## About this exercise
An exact reproduction of all entries is expected.

## Given information
* * *

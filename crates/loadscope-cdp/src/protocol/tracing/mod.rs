//! Tracing domain types.

use serde::Deserialize;
use serde_json::Value;

/// Parameters of a `Tracing.dataCollected` event: a bucket of raw trace
/// events. Individual events stay untyped; the trace sink inspects `cat`,
/// `name`, `ts`, and `args` directly.
#[derive(Debug, Clone, Deserialize)]
pub struct DataCollectedParams {
    /// Collected trace events.
    pub value: Vec<Value>,
}
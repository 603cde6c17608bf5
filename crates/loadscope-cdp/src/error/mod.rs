//! CDP error types.

use thiserror::Error;

/// Errors that can occur during CDP communication.
#[derive(Error, Debug)]
pub enum CdpError {
    /// WebSocket connection failed.
    #[error("WebSocket connection failed: {0}")]
    ConnectionFailed(String),

    /// WebSocket connection was lost during operation.
    #[error("WebSocket connection lost")]
    ConnectionLost,

    /// Failed to send a CDP message.
    #[error("failed to send CDP message: {0}")]
    SendFailed(String),

    /// CDP protocol error returned by the browser.
    #[error("CDP protocol error {code}: {message}")]
    Protocol { code: i64, message: String },

    /// JSON serialization/deserialization error.
    #[error("JSON error: {0}")]
    Json(#[from] serde_json::Error),

    /// Response timeout.
    #[error("response timeout after {0:?}")]
    Timeout(std::time::Duration),

    /// Failed to parse the discovery or WebSocket URL.
    #[error("invalid devtools URL: {0}")]
    InvalidUrl(String),

    /// HTTP request to the discovery endpoint failed.
    #[error("devtools HTTP request failed: {0}")]
    HttpRequestFailed(String),

    /// The discovery endpoint answered but tab selection failed.
    #[error("tab discovery failed for {url}: {reason}")]
    DiscoveryFailed { url: String, reason: String },

    /// No page-type tab with a debugger socket was found.
    #[error("no debuggable page tab available")]
    NoDebuggableTab,
}

impl From<tokio_tungstenite::tungstenite::Error> for CdpError {
    fn from(err: tokio_tungstenite::tungstenite::Error) -> Self {
        match err {
            tokio_tungstenite::tungstenite::Error::ConnectionClosed
            | tokio_tungstenite::tungstenite::Error::AlreadyClosed => Self::ConnectionLost,
            other => Self::ConnectionFailed(other.to_string()),
        }
    }
}
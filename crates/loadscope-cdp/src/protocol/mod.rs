//! Typed CDP domain payloads.
//!
//! Only the shapes the measurement core actually reads are typed; everything
//! else flows through as raw JSON. Event payloads tolerate unknown fields so
//! protocol additions in newer browsers never break parsing.

pub mod network;
pub mod page;
pub mod runtime;
pub mod tracing;
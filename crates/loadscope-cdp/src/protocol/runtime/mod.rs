//! Runtime domain types.

use serde::Deserialize;
use serde_json::Value;

/// A mirror object referencing the evaluation result.
#[derive(Debug, Clone, Deserialize)]
#[serde(rename_all = "camelCase")]
pub struct RemoteObject {
    /// The value, present when evaluation asked for `returnByValue`.
    pub value: Option<Value>,
}

/// Result of Runtime.evaluate.
#[derive(Debug, Clone, Deserialize)]
#[serde(rename_all = "camelCase")]
pub struct EvaluateResult {
    /// Evaluation result.
    pub result: Option<RemoteObject>,
}
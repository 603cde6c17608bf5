//! CDP message transport types.
//!
//! One debugging socket serves exactly one tab, so messages carry no session
//! routing: a frame is either a command, a reply correlated by `id`, or a
//! pushed domain event.

use serde::{Deserialize, Serialize};
use serde_json::Value;

/// A CDP command message.
#[derive(Debug, Clone, Serialize)]
pub struct CdpRequest {
    /// Monotonically increasing message ID for matching replies.
    pub id: u64,
    /// CDP method name (e.g., "Network.enable").
    pub method: String,
    /// Method parameters.
    pub params: Value,
}

/// A CDP response message.
#[derive(Debug, Clone, Deserialize)]
pub struct CdpResponse {
    /// Message ID matching the request.
    pub id: u64,
    /// Result on success.
    pub result: Option<Value>,
    /// Error on failure.
    pub error: Option<CdpResponseError>,
}

/// Error details in a CDP response.
#[derive(Debug, Clone, Deserialize)]
pub struct CdpResponseError {
    /// Error code.
    pub code: i64,
    /// Error message.
    pub message: String,
    /// Additional error data.
    pub data: Option<String>,
}

/// A CDP event message.
#[derive(Debug, Clone, Deserialize)]
pub struct CdpEvent {
    /// Event method name (e.g., "Page.loadEventFired").
    pub method: String,
    /// Event parameters.
    pub params: Option<Value>,
}

/// An incoming CDP message (either response or event).
#[derive(Debug, Clone, Deserialize)]
#[serde(untagged)]
pub enum CdpMessage {
    /// A response to a previous request.
    Response(CdpResponse),
    /// An event pushed by the browser.
    Event(CdpEvent),
}

impl CdpMessage {
    /// Check if this message is a response with the given ID.
    pub fn is_response_for(&self, id: u64) -> bool {
        matches!(self, Self::Response(resp) if resp.id == id)
    }

    /// Try to extract this as a response.
    pub fn into_response(self) -> Option<CdpResponse> {
        match self {
            Self::Response(resp) => Some(resp),
            Self::Event(_) => None,
        }
    }

    /// Try to extract this as an event.
    pub fn into_event(self) -> Option<CdpEvent> {
        match self {
            Self::Event(evt) => Some(evt),
            Self::Response(_) => None,
        }
    }
}

#[cfg(test)]
mod tests;
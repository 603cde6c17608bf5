//! # Loadscope Core - Browser instrumentation for page-load measurement
//!
//! Drives a Chromium-family browser through its remote debugging protocol to
//! capture a reproducible record of a page load: a compressed devtools event
//! log, a compressed tracing log with derived analyses, response bodies, and
//! a filmstrip of screenshots.
//!
//! The center of the crate is [`DevToolsSession`], a single foreground owner
//! of the debugging connection. It issues commands, pumps the inbound message
//! queue, and feeds three state machines:
//!
//! - [`RequestTracker`] reconstructs per-request lifecycles from scattered
//!   `Network.*` notifications
//! - [`PageLoadMonitor`] tracks navigation state and decides when the load
//!   is complete (explicit events, network quiescence, or a hard timeout)
//! - [`TraceSink`] demultiplexes trace-event batches, samples screenshot
//!   frames into the filmstrip, and forwards everything else to a
//!   [`TraceAnalyzer`]
//!
//! ## Quick Start
//!
//! ```no_run
//! use loadscope_core::{DevToolsSession, Job, Options, Task};
//! use std::time::Duration;
//!
//! # async fn example() -> Result<(), loadscope_core::CoreError> {
//! let job = Job { video: true, trace: true, ..Job::default() };
//! let task = Task::new("/tmp/run1", "page_1", 9222);
//!
//! let mut session = DevToolsSession::new(Options::default(), job, task, true)?;
//! session.connect(Duration::from_secs(30)).await?;
//! session.start_recording().await;
//! session.start_navigating();
//! session.send_command("Page.navigate", serde_json::json!({"url": "https://example.com"})).await;
//! session.wait_for_page_load().await;
//! session.stop_recording().await;
//! session.close(true).await;
//! # Ok(())
//! # }
//! ```

pub mod artifacts;
pub mod config;
pub mod error;
pub mod navigation;
pub mod requests;
pub mod screenshot;
pub mod session;
pub mod trace;

pub use config::{Job, Options, Task};
pub use error::CoreError;
pub use navigation::{PageLoadMonitor, WaitOutcome};
pub use requests::{RequestSummary, RequestTracker};
pub use session::DevToolsSession;
pub use trace::analyzer::{TimelineAnalyzer, TraceAnalyzer};
pub use trace::{SharedTraceSink, TraceSink};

* * *

## Solution
filename crates/loadscope-cdp/src/protocol/tracing/mod.rs
//! Tracing domain types.

use serde::Deserialize;
use serde_json::Value;

/// Parameters of a `Tracing.dataCollected` event: a bucket of raw trace
/// events. Individual events stay untyped; the trace sink inspects `cat`,
/// `name`, `ts`, and `args` directly.
#[derive(Debug, Clone, Deserialize)]
pub struct DataCollectedParams {
    /// Collected trace events.
    pub value: Vec<Value>,
}
repository 603cde6c17608bf5
filename crates/loadscope-cdp/src/error/mod.rs
//! CDP error types.

use thiserror::Error;

/// Errors that can occur during CDP communication.
#[derive(Error, Debug)]
pub enum CdpError {
    /// WebSocket connection failed.
    #[error("WebSocket connection failed: {0}")]
    ConnectionFailed(String),

    /// WebSocket connection was lost during operation.
    #[error("WebSocket connection lost")]
    ConnectionLost,

    /// Failed to send a CDP message.
    #[error("failed to send CDP message: {0}")]
    SendFailed(String),

    /// CDP protocol error returned by the browser.
    #[error("CDP protocol error {code}: {message}")]
    Protocol { code: i64, message: String },

    /// JSON serialization/deserialization error.
    #[error("JSON error: {0}")]
    Json(#[from] serde_json::Error),

    /// Response timeout.
    #[error("response timeout after {0:?}")]
    Timeout(std::time::Duration),

    /// Failed to parse the discovery or WebSocket URL.
    #[error("invalid devtools URL: {0}")]
    InvalidUrl(String),

    /// HTTP request to the discovery endpoint failed.
    #[error("devtools HTTP request failed: {0}")]
    HttpRequestFailed(String),

    /// The discovery endpoint answered but tab selection failed.
    #[error("tab discovery failed for {url}: {reason}")]
    DiscoveryFailed { url: String, reason: String },

    /// No page-type tab with a debugger socket was found.
    #[error("no debuggable page tab available")]
    NoDebuggableTab,
}

impl From<tokio_tungstenite::tungstenite::Error> for CdpError {
    fn from(err: tokio_tungstenite::tungstenite::Error) -> Self {
        match err {
            tokio_tungstenite::tungstenite::Error::ConnectionClosed
            | tokio_tungstenite::tungstenite::Error::AlreadyClosed => Self::ConnectionLost,
            other => Self::ConnectionFailed(other.to_string()),
        }
    }
}
filename crates/loadscope-cdp/src/protocol/mod.rs
//! Typed CDP domain payloads.
//!
//! Only the shapes the measurement core actually reads are typed; everything
//! else flows through as raw JSON. Event payloads tolerate unknown fields so
//! protocol additions in newer browsers never break parsing.

pub mod network;
pub mod page;
pub mod runtime;
pub mod tracing;
filename crates/loadscope-cdp/src/protocol/runtime/mod.rs
//! Runtime domain types.

use serde::Deserialize;
use serde_json::Value;

/// A mirror object referencing the evaluation result.
#[derive(Debug, Clone, Deserialize)]
#[serde(rename_all = "camelCase")]
pub struct RemoteObject {
    /// The value, present when evaluation asked for `returnByValue`.
    pub value: Option<Value>,
}

/// Result of Runtime.evaluate.
#[derive(Debug, Clone, Deserialize)]
#[serde(rename_all = "camelCase")]
pub struct EvaluateResult {
    /// Evaluation result.
    pub result: Option<RemoteObject>,
}
repository 603cde6c17608bf5
//! CDP message transport types.
//!
//! One debugging socket serves exactly one tab, so messages carry no session
//! routing: a frame is either a command, a reply correlated by `id`, or a
//! pushed domain event.

use serde::{Deserialize, Serialize};
use serde_json::Value;

/// A CDP command message.
#[derive(Debug, Clone, Serialize)]
pub struct CdpRequest {
    /// Monotonically increasing message ID for matching replies.
    pub id: u64,
    /// CDP method name (e.g., "Network.enable").
    pub method: String,
    /// Method parameters.
    pub params: Value,
}

/// A CDP response message.
#[derive(Debug, Clone, Deserialize)]
pub struct CdpResponse {
    /// Message ID matching the request.
    pub id: u64,
    /// Result on success.
    pub result: Option<Value>,
    /// Error on failure.
    pub error: Option<CdpResponseError>,
}

/// Error details in a CDP response.
#[derive(Debug, Clone, Deserialize)]
pub struct CdpResponseError {
    /// Error code.
    pub code: i64,
    /// Error message.
    pub message: String,
    /// Additional error data.
    pub data: Option<String>,
}

/// A CDP event message.
#[derive(Debug, Clone, Deserialize)]
pub struct CdpEvent {
    /// Event method name (e.g., "Page.loadEventFired").
    pub method: String,
    /// Event parameters.
    pub params: Option<Value>,
}

/// An incoming CDP message (either response or event).
#[derive(Debug, Clone, Deserialize)]
#[serde(untagged)]
pub enum CdpMessage {
    /// A response to a previous request.
    Response(CdpResponse),
    /// An event pushed by the browser.
    Event(CdpEvent),
}

impl CdpMessage {
    /// Check if this message is a response with the given ID.
    pub fn is_response_for(&self, id: u64) -> bool {
        matches!(self, Self::Response(resp) if resp.id == id)
    }

    /// Try to extract this as a response.
    pub fn into_response(self) -> Option<CdpResponse> {
        match self {
            Self::Response(resp) => Some(resp),
            Self::Event(_) => None,
        }
    }

    /// Try to extract this as an event.
    pub fn into_event(self) -> Option<CdpEvent> {
        match self {
            Self::Event(evt) => Some(evt),
            Self::Response(_) => None,
        }
    }
}

#[cfg(test)]
mod tests;
repository 603cde6c17608bf5
//! # Loadscope Core - Browser instrumentation for page-load measurement
//!
//! Drives a Chromium-family browser through its remote debugging protocol to
//! capture a reproducible record of a page load: a compressed devtools event
//! log, a compressed tracing log with derived analyses, response bodies, and
//! a filmstrip of screenshots.
//!
//! The center of the crate is [`DevToolsSession`], a single foreground owner
//! of the debugging connection. It issues commands, pumps the inbound message
//! queue, and feeds three state machines:
//!
//! - [`RequestTracker`] reconstructs per-request lifecycles from scattered
//!   `Network.*` notifications
//! - [`PageLoadMonitor`] tracks navigation state and decides when the load
//!   is complete (explicit events, network quiescence, or a hard timeout)
//! - [`TraceSink`] demultiplexes trace-event batches, samples screenshot
//!   frames into the filmstrip, and forwards everything else to a
//!   [`TraceAnalyzer`]
//!
//! ## Quick Start
//!
//! ```no_run
//! use loadscope_core::{DevToolsSession, Job, Options, Task};
//! use std::time::Duration;
//!
//! # async fn example() -> Result<(), loadscope_core::CoreError> {
//! let job = Job { video: true, trace: true, ..Job::default() };
//! let task = Task::new("/tmp/run1", "page_1", 9222);
//!
//! let mut session = DevToolsSession::new(Options::default(), job, task, true)?;
//! session.connect(Duration::from_secs(30)).await?;
//! session.start_recording().await;
//! session.start_navigating();
//! session.send_command("Page.navigate", serde_json::json!({"url": "https://example.com"})).await;
//! session.wait_for_page_load().await;
//! session.stop_recording().await;
//! session.close(true).await;
//! # Ok(())
//! # }
//! ```

pub mod artifacts;
pub mod config;
pub mod error;
pub mod navigation;
pub mod requests;
pub mod screenshot;
pub mod session;
pub mod trace;

pub use config::{Job, Options, Task};
pub use error::CoreError;
pub use navigation::{PageLoadMonitor, WaitOutcome};
pub use requests::{RequestSummary, RequestTracker};
pub use session::DevToolsSession;
pub use trace::analyzer::{TimelineAnalyzer, TraceAnalyzer};
pub use trace::{SharedTraceSink, TraceSink};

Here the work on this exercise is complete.